Broute-Saule tressaillit, ses traits devinrent d'une pâleur livide et ses regards féroces s'arrêtèrent, non sur Méroflède, mais sur Berthoald, fort indifférent à ce démêlé. Cependant le jeune esclave, après un violent effort sur lui-même, se résigna et courut accomplir l'ordre de Méroflède. Bientôt après, une centaine d'hommes à figures sinistres, déterminées, vêtus de haillons, sortirent en tumulte du bâtiment, se rangèrent à peu près en haie en agitant des lances, des épées, des haches, et criant:—Vive notre sainte abbesse Méroflède!—Plusieurs femmes, mêlées parmi ces hommes, criaient non moins bruyamment:—Vive l'abbesse!

—Toi qui viens prendre possession de ce monastère,—dit Méroflède au jeune chef avec un sourire sardonique,—sais-tu ce que c'est que le droit d'asile?

—Je le sais... tout criminel réfugié dans une église est à l'abri de la justice des hommes.
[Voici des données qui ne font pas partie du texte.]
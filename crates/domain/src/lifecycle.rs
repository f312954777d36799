use serde::{Deserialize, Serialize};
use std::fmt;

use crate::errors::OrderError;

/// Delivery lifecycle of an order.
#[derive(Debug, Clone, Copy, PartialEq, Eq, Hash, Serialize, Deserialize)]
pub enum OrderStatus {
    Pending,
    Assigned,
    InTransit,
    Delivered,
    Cancelled,
}

impl OrderStatus {
    pub fn as_str(&self) -> &'static str {
        match self {
            OrderStatus::Pending => "PENDING",
            OrderStatus::Assigned => "ASSIGNED",
            OrderStatus::InTransit => "IN_TRANSIT",
            OrderStatus::Delivered => "DELIVERED",
            OrderStatus::Cancelled => "CANCELLED",
        }
    }

    pub fn is_terminal(&self) -> bool {
        matches!(self, OrderStatus::Delivered | OrderStatus::Cancelled)
    }

    /// Whether the status alone still permits cancellation. The deadline is
    /// checked separately by the aggregate.
    pub fn is_cancellable(&self) -> bool {
        matches!(self, OrderStatus::Pending | OrderStatus::Assigned)
    }

    /// Resolve the status an event leads to, or fail with
    /// `IllegalTransition` naming both sides.
    pub fn transition(self, event: LifecycleEvent) -> Result<OrderStatus, OrderError> {
        use LifecycleEvent::*;
        use OrderStatus::*;

        match (self, event) {
            (Pending, AssignCarrier) => Ok(Assigned),
            (Assigned, StartTransit) => Ok(InTransit),
            (InTransit, MarkDelivered) => Ok(Delivered),
            (Pending, Cancel) | (Assigned, Cancel) => Ok(Cancelled),
            (current, event) => Err(OrderError::IllegalTransition { current, event }),
        }
    }
}

impl fmt::Display for OrderStatus {
    fn fmt(&self, f: &mut fmt::Formatter<'_>) -> fmt::Result {
        f.write_str(self.as_str())
    }
}

/// Requests that move an order through its lifecycle.
#[derive(Debug, Clone, Copy, PartialEq, Eq, Hash, Serialize, Deserialize)]
pub enum LifecycleEvent {
    AssignCarrier,
    StartTransit,
    MarkDelivered,
    Cancel,
}

impl LifecycleEvent {
    pub fn as_str(&self) -> &'static str {
        match self {
            LifecycleEvent::AssignCarrier => "assign_carrier",
            LifecycleEvent::StartTransit => "start_transit",
            LifecycleEvent::MarkDelivered => "mark_delivered",
            LifecycleEvent::Cancel => "cancel",
        }
    }
}

impl fmt::Display for LifecycleEvent {
    fn fmt(&self, f: &mut fmt::Formatter<'_>) -> fmt::Result {
        f.write_str(self.as_str())
    }
}

#[cfg(test)]
mod tests {
    use super::*;

    const ALL_STATUSES: [OrderStatus; 5] = [
        OrderStatus::Pending,
        OrderStatus::Assigned,
        OrderStatus::InTransit,
        OrderStatus::Delivered,
        OrderStatus::Cancelled,
    ];

    const ALL_EVENTS: [LifecycleEvent; 4] = [
        LifecycleEvent::AssignCarrier,
        LifecycleEvent::StartTransit,
        LifecycleEvent::MarkDelivered,
        LifecycleEvent::Cancel,
    ];

    #[test]
    fn test_happy_path() {
        let status = OrderStatus::Pending
            .transition(LifecycleEvent::AssignCarrier)
            .and_then(|s| s.transition(LifecycleEvent::StartTransit))
            .and_then(|s| s.transition(LifecycleEvent::MarkDelivered))
            .unwrap();
        assert_eq!(status, OrderStatus::Delivered);
        assert!(status.is_terminal());
    }

    #[test]
    fn test_cancel_only_from_pending_or_assigned() {
        for status in ALL_STATUSES {
            let result = status.transition(LifecycleEvent::Cancel);
            if status.is_cancellable() {
                assert_eq!(result.unwrap(), OrderStatus::Cancelled);
            } else {
                assert!(matches!(
                    result,
                    Err(OrderError::IllegalTransition { current, event: LifecycleEvent::Cancel })
                        if current == status
                ));
            }
        }
    }

    #[test]
    fn test_nothing_reenters_pending() {
        for status in ALL_STATUSES {
            for event in ALL_EVENTS {
                if let Ok(next) = status.transition(event) {
                    assert_ne!(next, OrderStatus::Pending);
                }
            }
        }
    }

    #[test]
    fn test_assign_carrier_in_transit_is_illegal() {
        let err = OrderStatus::InTransit
            .transition(LifecycleEvent::AssignCarrier)
            .unwrap_err();
        assert_eq!(
            err.to_string(),
            "Illegal transition: event 'assign_carrier' not allowed in status 'IN_TRANSIT'"
        );
    }

    #[test]
    fn test_terminal_states_accept_nothing() {
        for status in [OrderStatus::Delivered, OrderStatus::Cancelled] {
            for event in ALL_EVENTS {
                assert!(status.transition(event).is_err());
            }
        }
    }
}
—Tu es un vrai trésor de science, digne de porter la crosse et la mitre, toi qui viens me déposséder de cette abbaye! Or donc, ces bonnes gens que tu vois là sont la fleur des bandits du pays; le plus innocent a commis un meurtre ou deux. Apprenant ta venue, je leur ai offert de quitter de nuit l'asile de la basilique de Nantes, leur promettant asile dans la chapelle de l'abbaye et la tolérance du bon vieux temps où l'on menait si joyeuse vie dans les saints asiles. S'ils sortent d'ici, le gibet les attend; c'est te dire avec quelle rage ils défendront le monastère contre toi et tes hommes, qui ne conserveriez pas chrétiennement ici de pareils hôtes, tandis que moi je les nourris et les héberge. Tu le vois, jeune homme, donner une abbaye est facile, en prendre possession est difficile. Je ne te parle pas des nombreux esclaves qui m'obéissent au nom du Seigneur, et que je compte armer. Maintenant tu connais les forces dont je dispose, rentrons au monastère; après ta longue route, tu dois être fatigué. Je t'offre l'hospitalité; tu souperas avec moi... ce n'est point canonique, je le sais; mais nous sommes à peu près en temps de guerre, et la guerre a ses licences... Demain, au point du jour, tu rejoindras tes compagnons; tu dois être homme de bon conseil, tu engageras donc ta bande à se mettre en quête d'une autre abbaye, et tu les guideras dans cette recherche.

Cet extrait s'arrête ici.